“I’m Mohsen,” he said, extending his hand. “Like Moses, but with an ‘n.’ ”
This is how the young Palestinian man introduced himself to me. Never mind that I was an ochre-robed, shaven-headed monk at the time. He connected with me through my uncle’s name (and the name of many other Jewish-American Buddhists’ uncles): Moishe. Morrie. Moe. Moses. A patriarch of my people. And a patriarch of his people.
We shook hands warmly. Mohsen was welcoming me to a meditation session I’d been invited to lead for the Columbia University Buddhist Association, also known as CUBA. Mohsen served for two years as president of this large active club for students interested in Buddhism and meditation. He remains listed on their website as “Visionary Advisor.” His leadership of this group is just one of many expressions of the engaged, community-oriented, metta-suffused Buddhist practice of a person who thereafter always addressed me, as he does many others, as “my friend.”
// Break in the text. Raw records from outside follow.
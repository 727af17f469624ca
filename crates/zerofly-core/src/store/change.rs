// ── Change descriptions ──
//
// What a single store mutation did, in a form cheap enough to broadcast to
// every subscriber.

use serde::Serialize;

use crate::model::{DaemonHealth, NetworkId, ServiceUnitState};

/// One entity-level change.
#[derive(Debug, Clone, PartialEq, Eq, Serialize)]
#[serde(tag = "kind", rename_all = "snake_case")]
pub enum Change<K> {
    Added { key: K },
    Removed { key: K },
    Updated { key: K, fields: Vec<&'static str> },
}

impl<K> Change<K> {
    pub fn key(&self) -> &K {
        match self {
            Self::Added { key } | Self::Removed { key } | Self::Updated { key, .. } => key,
        }
    }
}

/// Everything one store mutation changed. Empty sets are never broadcast.
#[derive(Debug, Clone, Default, PartialEq, Eq, Serialize)]
pub struct ChangeSet {
    /// Keyed by node address.
    #[serde(skip_serializing_if = "Option::is_none")]
    pub node: Option<Change<String>>,
    #[serde(skip_serializing_if = "Vec::is_empty")]
    pub networks: Vec<Change<NetworkId>>,
    /// Keyed by peer address.
    #[serde(skip_serializing_if = "Vec::is_empty")]
    pub peers: Vec<Change<String>>,
    #[serde(skip_serializing_if = "Vec::is_empty")]
    pub bindings: Vec<Change<NetworkId>>,
    /// New health, when it changed.
    #[serde(skip_serializing_if = "Option::is_none")]
    pub health: Option<DaemonHealth>,
    /// New service unit state, when it changed.
    #[serde(skip_serializing_if = "Option::is_none")]
    pub service: Option<ServiceUnitState>,
}

impl ChangeSet {
    pub fn is_empty(&self) -> bool {
        self.node.is_none()
            && self.networks.is_empty()
            && self.peers.is_empty()
            && self.bindings.is_empty()
            && self.health.is_none()
            && self.service.is_none()
    }

    pub(crate) fn merge(&mut self, other: Self) {
        if other.node.is_some() {
            self.node = other.node;
        }
        self.networks.extend(other.networks);
        self.peers.extend(other.peers);
        self.bindings.extend(other.bindings);
        if other.health.is_some() {
            self.health = other.health;
        }
        if other.service.is_some() {
            self.service = other.service;
        }
    }

    /// Number of entity-level changes (health/service transitions excluded).
    pub fn len(&self) -> usize {
        usize::from(self.node.is_some())
            + self.networks.len()
            + self.peers.len()
            + self.bindings.len()
    }
}

/// Names of the listed fields whose values differ between `$old` and `$new`.
macro_rules! changed_fields {
    ($old:expr, $new:expr; $($field:ident),+ $(,)?) => {{
        let mut fields: Vec<&'static str> = Vec::new();
        $(
            if $old.$field != $new.$field {
                fields.push(stringify!($field));
            }
        )+
        fields
    }};
}

pub(crate) use changed_fields;
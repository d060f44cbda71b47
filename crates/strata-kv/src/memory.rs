//! In-memory reference implementation of [`VersionedStore`].

use std::collections::VecDeque;
use std::sync::Arc;

use async_trait::async_trait;
use strata_constants::MAX_RANGE_RESULTS;
use tokio::sync::RwLock;
use tracing::debug;

use crate::error::StoreError;
use crate::store::ChangeBatch;
use crate::store::CommitRequest;
use crate::store::VersionedStore;
use crate::types::KeyRange;
use crate::types::KeyValue;
use crate::types::Mutation;
use crate::types::Version;
use crate::types::VersionedMutations;
use crate::validation::validate_commit;
use crate::versioned_map::VersionedMap;

struct StoreState {
    data: VersionedMap<Vec<u8>, Vec<u8>>,
    /// Commits after `data.oldest_version()`, in version order.
    log: VecDeque<VersionedMutations>,
}

/// A deterministic in-memory versioned store.
///
/// Every commit gets the next integer version. A commit conflicts when any
/// mutation logged after its read version touches one of its read conflict
/// ranges.
pub struct MemoryVersionedStore {
    state: RwLock<StoreState>,
}

impl Default for MemoryVersionedStore {
    fn default() -> Self {
        Self::new_inner()
    }
}

impl MemoryVersionedStore {
    /// Create a new empty store wrapped in Arc.
    pub fn new() -> Arc<Self> {
        Arc::new(Self::new_inner())
    }

    fn new_inner() -> Self {
        Self {
            state: RwLock::new(StoreState {
                data: VersionedMap::new(),
                log: VecDeque::new(),
            }),
        }
    }
}

#[async_trait]
impl VersionedStore for MemoryVersionedStore {
    async fn read_version(&self) -> Result<Version, StoreError> {
        Ok(self.state.read().await.data.latest_version())
    }

    async fn get(&self, key: &[u8], version: Version) -> Result<Option<Vec<u8>>, StoreError> {
        let state = self.state.read().await;
        Ok(state.data.read_at(version, &key.to_vec())?.cloned())
    }

    async fn get_range(&self, range: &KeyRange, version: Version, limit: u32) -> Result<Vec<KeyValue>, StoreError> {
        if range.end < range.begin {
            return Err(StoreError::InvalidRange);
        }
        let limit = limit.min(MAX_RANGE_RESULTS) as usize;
        let state = self.state.read().await;
        let entries = state.data.range_at(version, range.begin.clone()..range.end.clone(), limit)?;
        Ok(entries.into_iter().map(|(key, value)| KeyValue { key, value }).collect())
    }

    async fn commit(&self, request: CommitRequest) -> Result<Version, StoreError> {
        validate_commit(&request)?;
        let mut state = self.state.write().await;
        let latest = state.data.latest_version();

        if request.read_version > latest {
            return Err(StoreError::FutureVersion {
                version: request.read_version,
                latest,
            });
        }
        if request.read_version < state.data.oldest_version() {
            return Err(StoreError::VersionTooOld {
                version: request.read_version,
                oldest: state.data.oldest_version(),
            });
        }

        let conflicted = state.log.iter().filter(|entry| entry.version > request.read_version).any(|entry| {
            entry
                .mutations
                .iter()
                .any(|m| request.read_conflicts.iter().any(|range| range.contains(m.key())))
        });
        if conflicted {
            debug!(read_version = request.read_version, latest, "commit conflict");
            return Err(StoreError::Conflict {
                read_version: request.read_version,
                committed_version: latest,
            });
        }

        if request.mutations.is_empty() {
            return Ok(latest);
        }

        let version = latest + 1;
        state.data.create_new_version(version)?;
        for mutation in &request.mutations {
            match mutation {
                Mutation::Set { key, value } => state.data.insert(key.clone(), value.clone()),
                Mutation::Clear { key } => state.data.erase(key),
            }
        }
        state.log.push_back(VersionedMutations {
            version,
            mutations: request.mutations,
        });
        debug!(version, "committed");
        Ok(version)
    }

    async fn changes_since(&self, version: Version, limit: u32) -> Result<ChangeBatch, StoreError> {
        let state = self.state.read().await;
        let oldest = state.data.oldest_version();
        if version < oldest {
            return Err(StoreError::VersionTooOld { version, oldest });
        }
        let mut newer = state.log.iter().filter(|entry| entry.version > version);
        let changes: Vec<VersionedMutations> = newer.by_ref().take(limit as usize).cloned().collect();
        let more = newer.next().is_some();
        Ok(ChangeBatch {
            changes,
            latest_version: state.data.latest_version(),
            more,
        })
    }

    async fn compact(&self, version: Version) -> Result<Version, StoreError> {
        let mut state = self.state.write().await;
        let before = state.data.oldest_version();
        state.data.forget_versions_before(version);
        let floor = state.data.oldest_version();
        while state.log.front().is_some_and(|entry| entry.version <= floor) {
            state.log.pop_front();
        }
        if floor > before {
            debug!(from = before, to = floor, "compacted store");
        }
        Ok(floor)
    }

    async fn compacted_version(&self) -> Result<Version, StoreError> {
        Ok(self.state.read().await.data.oldest_version())
    }
}

#[cfg(test)]
mod tests {
    use super::*;

    fn set(key: &[u8], value: &[u8]) -> Mutation {
        Mutation::Set {
            key: key.to_vec(),
            value: value.to_vec(),
        }
    }

    async fn commit_writes(store: &MemoryVersionedStore, mutations: Vec<Mutation>) -> Version {
        let read_version = store.read_version().await.unwrap();
        store
            .commit(CommitRequest {
                read_version,
                read_conflicts: vec![],
                mutations,
            })
            .await
            .unwrap()
    }

    #[tokio::test]
    async fn test_versions_increase() {
        let store = MemoryVersionedStore::new();
        assert_eq!(store.read_version().await.unwrap(), 0);
        assert_eq!(commit_writes(&store, vec![set(b"a", b"1")]).await, 1);
        assert_eq!(commit_writes(&store, vec![set(b"a", b"2")]).await, 2);
        assert_eq!(store.get(b"a", 1).await.unwrap(), Some(b"1".to_vec()));
        assert_eq!(store.get(b"a", 2).await.unwrap(), Some(b"2".to_vec()));
    }

    #[tokio::test]
    async fn test_read_only_commit_keeps_version() {
        let store = MemoryVersionedStore::new();
        commit_writes(&store, vec![set(b"a", b"1")]).await;
        assert_eq!(commit_writes(&store, vec![]).await, 1);
    }

    #[tokio::test]
    async fn test_conflict_detected() {
        let store = MemoryVersionedStore::new();
        commit_writes(&store, vec![set(b"counter", b"0")]).await;
        let stale = store.read_version().await.unwrap();
        commit_writes(&store, vec![set(b"counter", b"1")]).await;

        let err = store
            .commit(CommitRequest {
                read_version: stale,
                read_conflicts: vec![KeyRange::single(b"counter")],
                mutations: vec![set(b"counter", b"2")],
            })
            .await
            .unwrap_err();
        assert!(matches!(err, StoreError::Conflict { read_version: 1, .. }));
    }

    #[tokio::test]
    async fn test_disjoint_writes_do_not_conflict() {
        let store = MemoryVersionedStore::new();
        let stale = store.read_version().await.unwrap();
        commit_writes(&store, vec![set(b"other", b"x")]).await;
        let version = store
            .commit(CommitRequest {
                read_version: stale,
                read_conflicts: vec![KeyRange::single(b"mine")],
                mutations: vec![set(b"mine", b"y")],
            })
            .await
            .unwrap();
        assert_eq!(version, 2);
    }

    #[tokio::test]
    async fn test_get_range_with_limit() {
        let store = MemoryVersionedStore::new();
        commit_writes(&store, vec![set(b"k1", b"1"), set(b"k2", b"2"), set(b"k3", b"3"), set(b"z", b"z")]).await;
        let range = KeyRange::prefix(b"k");
        let all = store.get_range(&range, 1, 10).await.unwrap();
        assert_eq!(all.len(), 3);
        let two = store.get_range(&range, 1, 2).await.unwrap();
        assert_eq!(two.iter().map(|kv| kv.key.clone()).collect::<Vec<_>>(), vec![b"k1".to_vec(), b"k2".to_vec()]);
    }

    #[tokio::test]
    async fn test_changes_since_and_more() {
        let store = MemoryVersionedStore::new();
        for i in 0..5u8 {
            commit_writes(&store, vec![set(&[i], &[i])]).await;
        }
        let batch = store.changes_since(1, 2).await.unwrap();
        assert_eq!(batch.changes.iter().map(|c| c.version).collect::<Vec<_>>(), vec![2, 3]);
        assert!(batch.more);
        assert_eq!(batch.latest_version, 5);

        let tail = store.changes_since(3, 10).await.unwrap();
        assert_eq!(tail.changes.len(), 2);
        assert!(!tail.more);
    }

    #[tokio::test]
    async fn test_compaction_floor() {
        let store = MemoryVersionedStore::new();
        for i in 0..5u8 {
            commit_writes(&store, vec![set(b"k", &[i])]).await;
        }
        assert_eq!(store.compact(3).await.unwrap(), 3);
        // Idempotent and monotonic.
        assert_eq!(store.compact(3).await.unwrap(), 3);
        assert_eq!(store.compact(1).await.unwrap(), 3);

        assert_eq!(store.get(b"k", 3).await.unwrap(), Some(vec![2]));
        assert!(matches!(store.get(b"k", 2).await, Err(StoreError::VersionTooOld { version: 2, oldest: 3 })));
        assert!(matches!(store.changes_since(2, 10).await, Err(StoreError::VersionTooOld { .. })));

        let batch = store.changes_since(3, 10).await.unwrap();
        assert_eq!(batch.changes.iter().map(|c| c.version).collect::<Vec<_>>(), vec![4, 5]);
    }

    #[tokio::test]
    async fn test_commit_below_floor_rejected() {
        let store = MemoryVersionedStore::new();
        for i in 0..3u8 {
            commit_writes(&store, vec![set(b"k", &[i])]).await;
        }
        store.compact(2).await.unwrap();
        let err = store
            .commit(CommitRequest {
                read_version: 1,
                read_conflicts: vec![],
                mutations: vec![set(b"k", b"late")],
            })
            .await
            .unwrap_err();
        assert!(matches!(err, StoreError::VersionTooOld { version: 1, oldest: 2 }));
    }
}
When ICE seized Mohsen Mahdawi and took him away last Monday, the initial coverage in the New York Times made only passing mention of his Buddhist identity. But this is no minor detail in the story of who he is. We need to understand Mohsen’s dharma path if we are to understand what they are trying to do to him and to all of us now. It’s at the heart of the truth that Mohsen Mahdawi is the opposite of the caricature our government is broadcasting to justify abducting and incarcerating him (I won’t sanitize it with the officialese term “detention”). And it’s a potent source of insight and inspiration on how to respond to this terrible injustice.